=== Begin Enclosure ===
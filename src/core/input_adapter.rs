use std::collections::HashSet;
use winit::event::{ElementState, MouseButton, WindowEvent};
use winit::keyboard::{KeyCode, PhysicalKey};

use super::controller::{Button, Controller};
use super::gizmo::TransformMode;
use super::input::{InputEvent, InputQueue};

/// Translates winit window events into [`InputEvent`]s.
///
/// Keys act on release, and a click is the left button's release at the last
/// known cursor position.
#[derive(Debug, Clone, Default)]
pub struct WinitInputAdapter {
    pressed_keys: HashSet<Button>,
    pressed_vec: Vec<Button>,
    cursor: Option<(f32, f32)>,
}

impl WinitInputAdapter {
    pub fn new() -> Self {
        Self::default()
    }

    /// Update button state and queue any resulting events
    pub fn process_event(&mut self, event: &WindowEvent, queue: &mut InputQueue) {
        match event {
            WindowEvent::KeyboardInput { event, .. } => {
                if let PhysicalKey::Code(keycode) = event.physical_key {
                    if let Some(button) = Self::keycode_to_button(keycode) {
                        if let Some(ev) = self.update_button(button, event.state) {
                            queue.push(ev);
                        }
                    }
                }
            }
            WindowEvent::MouseInput { state, button, .. } => {
                if let Some(btn) = Self::mouse_button_to_button(*button) {
                    if let Some(ev) = self.update_button(btn, *state) {
                        queue.push(ev);
                    }
                }
            }
            WindowEvent::CursorMoved { position, .. } => {
                let (x, y) = (position.x as f32, position.y as f32);
                self.cursor = Some((x, y));
                queue.push(InputEvent::PointerMoved { x, y });
            }
            WindowEvent::Resized(size) => {
                queue.push(InputEvent::Resize {
                    width: size.width,
                    height: size.height,
                });
            }
            _ => {}
        }
    }

    fn update_button(&mut self, button: Button, state: ElementState) -> Option<InputEvent> {
        match state {
            ElementState::Pressed => {
                if self.pressed_keys.insert(button) {
                    self.pressed_vec.push(button);
                }
                None
            }
            ElementState::Released => {
                // Releases without a matching press (focus changes) are ignored
                if !self.pressed_keys.remove(&button) {
                    return None;
                }
                self.pressed_vec.retain(|&b| b != button);
                self.release_event(button)
            }
        }
    }

    /// Event produced when `button` is released
    pub fn release_event(&self, button: Button) -> Option<InputEvent> {
        match button {
            Button::Space => Some(InputEvent::ToggleSelectMode),
            Button::KeyR => Some(InputEvent::SetTransformMode {
                mode: TransformMode::Rotate,
            }),
            Button::KeyT => Some(InputEvent::SetTransformMode {
                mode: TransformMode::Translate,
            }),
            Button::MouseLeft => self.cursor.map(|(x, y)| InputEvent::Click { x, y }),
        }
    }

    pub fn cursor(&self) -> Option<(f32, f32)> {
        self.cursor
    }

    /// Map Winit KeyCode to Button
    pub fn keycode_to_button(keycode: KeyCode) -> Option<Button> {
        match keycode {
            KeyCode::Space => Some(Button::Space),
            KeyCode::KeyR => Some(Button::KeyR),
            KeyCode::KeyT => Some(Button::KeyT),
            _ => None,
        }
    }

    /// Map Winit MouseButton to Button
    pub fn mouse_button_to_button(button: MouseButton) -> Option<Button> {
        match button {
            MouseButton::Left => Some(Button::MouseLeft),
            _ => None,
        }
    }
}

impl Controller for WinitInputAdapter {
    fn is_down(&self, button: Button) -> bool {
        self.pressed_keys.contains(&button)
    }

    fn get_down_keys(&self) -> &[Button] {
        &self.pressed_vec
    }
}
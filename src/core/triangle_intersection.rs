use glam::Vec3;

/// Result of triangle intersection test
#[derive(Debug, Clone, Copy)]
pub struct TriangleIntersection {
    pub t: f32,           // Distance along ray
    pub u: f32,           // Barycentric coordinate u
    pub v: f32,           // Barycentric coordinate v
    pub normal: Vec3,     // Geometric normal, counter-clockwise winding
}

impl TriangleIntersection {
    /// Get barycentric coordinates (u, v, w) where w = 1 - u - v
    pub fn barycentric(&self) -> (f32, f32, f32) {
        (self.u, self.v, 1.0 - self.u - self.v)
    }

    /// True when the ray struck the side the winding faces
    pub fn is_front_face(&self, ray_dir: Vec3) -> bool {
        self.normal.dot(ray_dir) < 0.0
    }
}

/// Möller-Trumbore ray-triangle intersection.
/// Two-sided: hits on back faces are reported too.
pub fn moller_trumbore_intersect(
    ray_origin: Vec3,
    ray_dir: Vec3,
    v0: Vec3,
    v1: Vec3,
    v2: Vec3,
) -> Option<TriangleIntersection> {
    const EPSILON: f32 = 1e-7;

    let edge1 = v1 - v0;
    let edge2 = v2 - v0;

    let h = ray_dir.cross(edge2);
    let a = edge1.dot(h);

    // Parallel ray or degenerate triangle
    if a.abs() < EPSILON {
        return None;
    }

    let f = 1.0 / a;
    let s = ray_origin - v0;
    let u = f * s.dot(h);

    if !(0.0..=1.0).contains(&u) {
        return None;
    }

    let q = s.cross(edge1);
    let v = f * ray_dir.dot(q);

    if v < 0.0 || u + v > 1.0 {
        return None;
    }

    let t = f * edge2.dot(q);

    // Behind the origin
    if t < EPSILON {
        return None;
    }

    let normal = edge1.cross(edge2).normalize();

    Some(TriangleIntersection { t, u, v, normal })
}

/// Closest hit over a set of triangles, with the index of the winning one
pub fn nearest_intersection(
    ray_origin: Vec3,
    ray_dir: Vec3,
    triangles: impl IntoIterator<Item = [Vec3; 3]>,
) -> Option<(usize, TriangleIntersection)> {
    let mut closest_hit = None;
    let mut closest_t = f32::INFINITY;

    for (idx, [v0, v1, v2]) in triangles.into_iter().enumerate() {
        if let Some(hit) = moller_trumbore_intersect(ray_origin, ray_dir, v0, v1, v2) {
            if hit.t < closest_t {
                closest_t = hit.t;
                closest_hit = Some((idx, hit));
            }
        }
    }

    closest_hit
}

#[cfg(test)]
mod tests {
    use super::*;

    fn create_test_triangle() -> (Vec3, Vec3, Vec3) {
        (
            Vec3::new(-1.0, 0.0, -5.0),
            Vec3::new(1.0, 0.0, -5.0),
            Vec3::new(0.0, 1.0, -5.0),
        )
    }

    #[test]
    fn test_moller_trumbore_hit() {
        let (v0, v1, v2) = create_test_triangle();
        let hit = moller_trumbore_intersect(Vec3::new(0.0, 0.2, 0.0), Vec3::NEG_Z, v0, v1, v2);
        assert!(hit.is_some());

        let hit = hit.unwrap();
        assert!((hit.t - 5.0).abs() < 1e-5);
        assert!(hit.u >= 0.0 && hit.u <= 1.0);
        assert!(hit.v >= 0.0 && hit.v <= 1.0);
        assert!(hit.u + hit.v <= 1.0);
    }

    #[test]
    fn test_moller_trumbore_miss() {
        let (v0, v1, v2) = create_test_triangle();
        let ray_dir = Vec3::new(5.0, 0.0, -1.0).normalize();
        assert!(moller_trumbore_intersect(Vec3::ZERO, ray_dir, v0, v1, v2).is_none());
    }

    #[test]
    fn test_behind_ray() {
        let (v0, v1, v2) = create_test_triangle();
        assert!(moller_trumbore_intersect(Vec3::ZERO, Vec3::Z, v0, v1, v2).is_none());
    }

    #[test]
    fn test_degenerate_triangle_never_hit() {
        let p = Vec3::new(0.0, 0.0, -5.0);
        assert!(moller_trumbore_intersect(Vec3::ZERO, Vec3::NEG_Z, p, p, Vec3::new(1.0, 0.0, -5.0)).is_none());
    }

    #[test]
    fn test_barycentric_coordinates() {
        let (v0, v1, v2) = create_test_triangle();
        let hit = moller_trumbore_intersect(Vec3::new(0.0, 0.2, 0.0), Vec3::NEG_Z, v0, v1, v2).unwrap();
        let (u, v, w) = hit.barycentric();
        assert!((u + v + w - 1.0).abs() < 1e-5);
    }

    #[test]
    fn test_front_face_and_normal() {
        let (v0, v1, v2) = create_test_triangle();
        let hit = moller_trumbore_intersect(Vec3::new(0.0, 0.2, 0.0), Vec3::NEG_Z, v0, v1, v2).unwrap();
        assert!((hit.normal.length() - 1.0).abs() < 1e-5);
        assert!(hit.normal.z > 0.0);
        assert!(hit.is_front_face(Vec3::NEG_Z));
    }

    #[test]
    fn test_nearest_intersection_prefers_closer() {
        let far = [
            Vec3::new(-1.0, 0.0, -10.0),
            Vec3::new(1.0, 0.0, -10.0),
            Vec3::new(0.0, 1.0, -10.0),
        ];
        let near = [
            Vec3::new(-1.0, 0.0, -5.0),
            Vec3::new(1.0, 0.0, -5.0),
            Vec3::new(0.0, 1.0, -5.0),
        ];

        let (idx, hit) =
            nearest_intersection(Vec3::new(0.0, 0.2, 0.0), Vec3::NEG_Z, [far, near]).unwrap();
        assert_eq!(idx, 1);
        assert!((hit.t - 5.0).abs() < 1e-5);
    }

    #[test]
    fn test_edge_case_parallel_ray() {
        let (v0, v1, v2) = create_test_triangle();
        let hit = moller_trumbore_intersect(Vec3::new(0.0, 0.0, -5.0), Vec3::X, v0, v1, v2);
        assert!(hit.is_none());
    }
}
mod aabb;
mod ray;

pub use aabb::AABB;
pub use ray::{intersect_aabb, ray_hits_aabb, Ray};
//! Error types shared by the mesh builders and the picker.
//!
//! Nothing here is fatal to a host: every variant describes a caller input
//! that can be corrected, and the operation that produced it leaves state
//! untouched.

use thiserror::Error;

use crate::core::picker::SelectionUnit;

/// Mesh construction failures.
#[derive(Error, Debug, Clone, PartialEq)]
pub enum MeshError {
    /// An arrow parameter is outside its contract range.
    #[error("invalid parameter `{name}` = {value}: {reason}")]
    InvalidParameter {
        name: &'static str,
        value: f32,
        reason: &'static str,
    },

    /// A face references a vertex that does not exist.
    #[error("face {face} references vertex {index}, but the mesh has {vertex_count} vertices")]
    IndexOutOfRange {
        face: usize,
        index: u32,
        vertex_count: usize,
    },
}

/// Selection state machine failures.
#[derive(Error, Debug, Clone, PartialEq, Eq)]
pub enum SelectionError {
    /// The unit does not resolve to any entity in the scene.
    #[error("cannot select {0:?}: it has no members in the scene")]
    NullTarget(SelectionUnit),
}
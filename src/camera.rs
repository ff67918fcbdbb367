use glam::{Mat4, Vec2, Vec3};

use crate::math::Ray;

pub const DEFAULT_FOV_Y_DEGREES: f32 = 60.0;
pub const DEFAULT_NEAR: f32 = 0.5;
pub const DEFAULT_FAR: f32 = 500.0;

/// Perspective camera looking at a target point
#[derive(Debug, Clone, Copy, PartialEq)]
pub struct Camera {
    pub position: Vec3,
    pub target: Vec3,
    pub fov_y_degrees: f32,
    pub aspect: f32,
    pub near: f32,
    pub far: f32,
}

impl Camera {
    pub fn new(position: Vec3, target: Vec3, aspect: f32) -> Self {
        Self {
            position,
            target,
            fov_y_degrees: DEFAULT_FOV_Y_DEGREES,
            aspect,
            near: DEFAULT_NEAR,
            far: DEFAULT_FAR,
        }
    }

    /// Camera on +Z backed off far enough to frame a scatter of `radius`
    pub fn framing(radius: f32, aspect: f32) -> Self {
        Self::new(Vec3::new(0.0, 0.0, 1.25 * radius), Vec3::ZERO, aspect)
    }

    pub fn forward(&self) -> Vec3 {
        (self.target - self.position).try_normalize().unwrap_or(Vec3::NEG_Z)
    }

    pub fn right(&self) -> Vec3 {
        self.forward().cross(Vec3::Y).try_normalize().unwrap_or(Vec3::X)
    }

    pub fn up(&self) -> Vec3 {
        self.right().cross(self.forward())
    }

    pub fn set_aspect(&mut self, width: u32, height: u32) {
        if width > 0 && height > 0 {
            self.aspect = width as f32 / height as f32;
        }
    }

    pub fn view_projection(&self) -> Mat4 {
        let view = Mat4::look_at_rh(self.position, self.target, self.up());
        let proj = Mat4::perspective_rh(self.fov_y_degrees.to_radians(), self.aspect, self.near, self.far);
        proj * view
    }

    /// Window pixels (origin top-left) to NDC in [-1, 1], +Y up
    pub fn pixel_to_ndc(x: f32, y: f32, width: u32, height: u32) -> Vec2 {
        let w = width.max(1) as f32;
        let h = height.max(1) as f32;
        Vec2::new(x / w * 2.0 - 1.0, 1.0 - y / h * 2.0)
    }

    pub fn ndc_to_pixel(ndc: Vec2, width: u32, height: u32) -> Vec2 {
        Vec2::new(
            (ndc.x + 1.0) * 0.5 * width as f32,
            (1.0 - ndc.y) * 0.5 * height as f32,
        )
    }

    /// World ray through a point on the image plane, limited to the far plane
    pub fn ray_from_ndc(&self, ndc: Vec2) -> Ray {
        let half_height = (self.fov_y_degrees.to_radians() * 0.5).tan();
        let half_width = half_height * self.aspect;
        let direction = self.forward()
            + self.right() * ndc.x * half_width
            + self.up() * ndc.y * half_height;
        Ray::new(self.position, direction).with_far(self.far)
    }

    /// NDC of a world point, or None when it lies behind the camera
    pub fn project(&self, point: Vec3) -> Option<Vec2> {
        if (point - self.position).dot(self.forward()) <= 0.0 {
            return None;
        }
        let clip = self.view_projection() * point.extend(1.0);
        Some(Vec2::new(clip.x / clip.w, clip.y / clip.w))
    }
}

impl Default for Camera {
    fn default() -> Self {
        Self::framing(40.0, 4.0 / 3.0)
    }
}

#[cfg(test)]
mod tests {
    use super::*;

    #[test]
    fn test_center_ray_points_at_target() {
        let camera = Camera::default();
        let ray = camera.ray_from_ndc(Vec2::ZERO);
        assert_eq!(ray.origin, Vec3::new(0.0, 0.0, 50.0));
        assert!((ray.direction - Vec3::NEG_Z).length() < 1e-6);
        assert_eq!(ray.far, DEFAULT_FAR);
    }

    #[test]
    fn test_pixel_ndc_round_trip() {
        let ndc = Camera::pixel_to_ndc(200.0, 150.0, 800, 600);
        assert!((ndc - Vec2::new(-0.5, 0.5)).length() < 1e-6);
        let px = Camera::ndc_to_pixel(ndc, 800, 600);
        assert!((px - Vec2::new(200.0, 150.0)).length() < 1e-4);
    }

    #[test]
    fn test_project_matches_ray() {
        let camera = Camera::default();
        let point = Vec3::new(3.0, -2.0, 5.0);
        let ndc = camera.project(point).unwrap();
        let ray = camera.ray_from_ndc(ndc);
        let to_point = (point - ray.origin).normalize();
        assert!(ray.direction.dot(to_point) > 0.9999);
        assert!(camera.project(Vec3::new(0.0, 0.0, 60.0)).is_none());
    }

    #[test]
    fn test_set_aspect_ignores_zero() {
        let mut camera = Camera::default();
        camera.set_aspect(1920, 1080);
        assert!((camera.aspect - 16.0 / 9.0).abs() < 1e-6);
        camera.set_aspect(0, 1080);
        assert!((camera.aspect - 16.0 / 9.0).abs() < 1e-6);
    }
}
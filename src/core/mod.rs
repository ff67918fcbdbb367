pub mod clock;
pub mod controller;
pub mod gizmo;
pub mod input;
pub mod input_adapter;
pub mod octree;
pub mod picker;
pub mod triangle_intersection;
//! Procedural arrow: a cylindrical shaft tapering into a cone tip.
//!
//! The arrow is a surface of revolution around +Y spanning `y ∈ [-1, 1]`,
//! sampled at `slices` angular steps on four rings:
//!
//! | ring | radius | height |
//! |------|--------|--------|
//! | 0    | `r`    | `-1`   |
//! | 1    | `r`    | `h`    |
//! | 2    | `1`    | `h`    |
//! | 3    | `0`    | `1`    |
//!
//! with `r = point_radius_proportion` and `h = 2 * point_height_proportion - 1`.
//! A centre vertex at `(0, -1, 0)` closes the base.

use std::f32::consts::TAU;
use std::sync::Arc;

use glam::{Quat, Vec3};
use serde::{Deserialize, Serialize};

use super::Mesh;
use crate::error::MeshError;
use crate::scene::Transform;

const SECTIONS: usize = 4;

#[derive(Debug, Clone, Copy, PartialEq, Serialize, Deserialize)]
pub struct ArrowMeshParameters {
    pub slices: u32,
    pub point_height_proportion: f32,
    pub point_radius_proportion: f32,
}

impl Default for ArrowMeshParameters {
    fn default() -> Self {
        Self {
            slices: 20,
            point_height_proportion: 0.85,
            point_radius_proportion: 0.4,
        }
    }
}

impl ArrowMeshParameters {
    pub fn new(slices: u32, point_height_proportion: f32, point_radius_proportion: f32) -> Self {
        Self {
            slices,
            point_height_proportion,
            point_radius_proportion,
        }
    }

    pub fn validate(&self) -> Result<(), MeshError> {
        if self.slices < 3 {
            return Err(MeshError::InvalidParameter {
                name: "slices",
                value: self.slices as f32,
                reason: "at least 3 slices are required",
            });
        }
        for (name, value) in [
            ("point_height_proportion", self.point_height_proportion),
            ("point_radius_proportion", self.point_radius_proportion),
        ] {
            if !(value > 0.0 && value <= 1.0) {
                return Err(MeshError::InvalidParameter {
                    name,
                    value,
                    reason: "proportion must be in (0, 1]",
                });
            }
        }
        Ok(())
    }

    /// Height of the shaft/point boundary on the [-1, 1] axis
    pub fn point_base_height(&self) -> f32 {
        2.0 * self.point_height_proportion - 1.0
    }

    pub fn vertex_count(&self) -> usize {
        SECTIONS * self.slices as usize + 1
    }

    pub fn face_count(&self) -> usize {
        7 * self.slices as usize
    }
}

/// Build the arrow mesh.
///
/// Never fails. Parameters outside the contract still yield an index-valid
/// mesh: fewer than 3 slices collapse the rings into degenerate, possibly
/// self-intersecting geometry. Use [`try_build`] to reject them instead.
pub fn build(params: &ArrowMeshParameters) -> Mesh {
    let slices = params.slices as usize;
    let h = params.point_base_height();
    let r = params.point_radius_proportion;
    let radii = [r, r, 1.0, 0.0];
    let heights = [-1.0, h, h, 1.0];
    let delta = TAU / params.slices.max(1) as f32;

    let mut vertices = Vec::with_capacity(params.vertex_count());
    for (&radius, &height) in radii.iter().zip(&heights) {
        vertices.extend((0..slices).map(|j| {
            let angle = j as f32 * delta;
            Vec3::new(radius * angle.cos(), height, radius * angle.sin())
        }));
    }

    let mut faces = Vec::with_capacity(params.face_count());
    let s = slices as u32;
    for i in 0..(SECTIONS as u32 - 1) {
        for j in 0..s {
            let a = j + i * s;
            let b = (j + 1) % s + i * s;
            let c = a + s;
            let d = b + s;
            faces.push([b, a, c]);
            faces.push([c, d, b]);
        }
    }

    vertices.push(Vec3::new(0.0, heights[0], 0.0));
    let apex = SECTIONS as u32 * s;
    for j in 0..s {
        faces.push([j, (j + 1) % s, apex]);
    }

    Mesh::from_valid_parts(vertices, faces)
}

/// Strict variant of [`build`]
pub fn try_build(params: &ArrowMeshParameters) -> Result<Mesh, MeshError> {
    params.validate()?;
    Ok(build(params))
}

/// Arrow whose shape follows live parameters, standing on the ground plane.
///
/// The mesh is rebuilt only when the shape parameters change; scale changes
/// only affect [`ArrowPreview::transform`].
#[derive(Debug, Clone)]
pub struct ArrowPreview {
    params: ArrowMeshParameters,
    pub width_scale: f32,
    pub height_scale: f32,
    mesh: Arc<Mesh>,
}

impl ArrowPreview {
    pub fn new(params: ArrowMeshParameters) -> Self {
        Self {
            params,
            width_scale: 0.5,
            height_scale: 1.8,
            mesh: Arc::new(build(&params)),
        }
    }

    pub fn params(&self) -> &ArrowMeshParameters {
        &self.params
    }

    pub fn mesh(&self) -> Arc<Mesh> {
        Arc::clone(&self.mesh)
    }

    /// Returns true when a new mesh was built
    pub fn set_params(&mut self, params: ArrowMeshParameters) -> bool {
        if params == self.params {
            return false;
        }
        log::debug!("rebuilding arrow mesh: {:?}", params);
        self.params = params;
        self.mesh = Arc::new(build(&params));
        true
    }

    pub fn transform(&self) -> Transform {
        Transform {
            translation: Vec3::new(0.0, self.height_scale, 0.0),
            rotation: Quat::IDENTITY,
            scale: Vec3::new(self.width_scale, self.height_scale, self.width_scale),
        }
    }
}

impl Default for ArrowPreview {
    fn default() -> Self {
        Self::new(ArrowMeshParameters::new(20, 0.8, 0.4))
    }
}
=== End Enclosure ===
**WORK TO COMPLETE**
Write out exactly the lines from the start of the material through the line with "if let PhysicalKey::Code(keycode)". No other output is expected.

**RESULT BELOW**
filename src/core/input_adapter.rs
use std::collections::HashSet;
use winit::event::{ElementState, MouseButton, WindowEvent};
use winit::keyboard::{KeyCode, PhysicalKey};

use super::controller::{Button, Controller};
use super::gizmo::TransformMode;
use super::input::{InputEvent, InputQueue};

/// Translates winit window events into [`InputEvent`]s.
///
/// Keys act on release, and a click is the left button's release at the last
/// known cursor position.
#[derive(Debug, Clone, Default)]
pub struct WinitInputAdapter {
    pressed_keys: HashSet<Button>,
    pressed_vec: Vec<Button>,
    cursor: Option<(f32, f32)>,
}

impl WinitInputAdapter {
    pub fn new() -> Self {
        Self::default()
    }

    /// Update button state and queue any resulting events
    pub fn process_event(&mut self, event: &WindowEvent, queue: &mut InputQueue) {
        match event {
            WindowEvent::KeyboardInput { event, .. } => {
                if let PhysicalKey::Code(keycode) = event.physical_key {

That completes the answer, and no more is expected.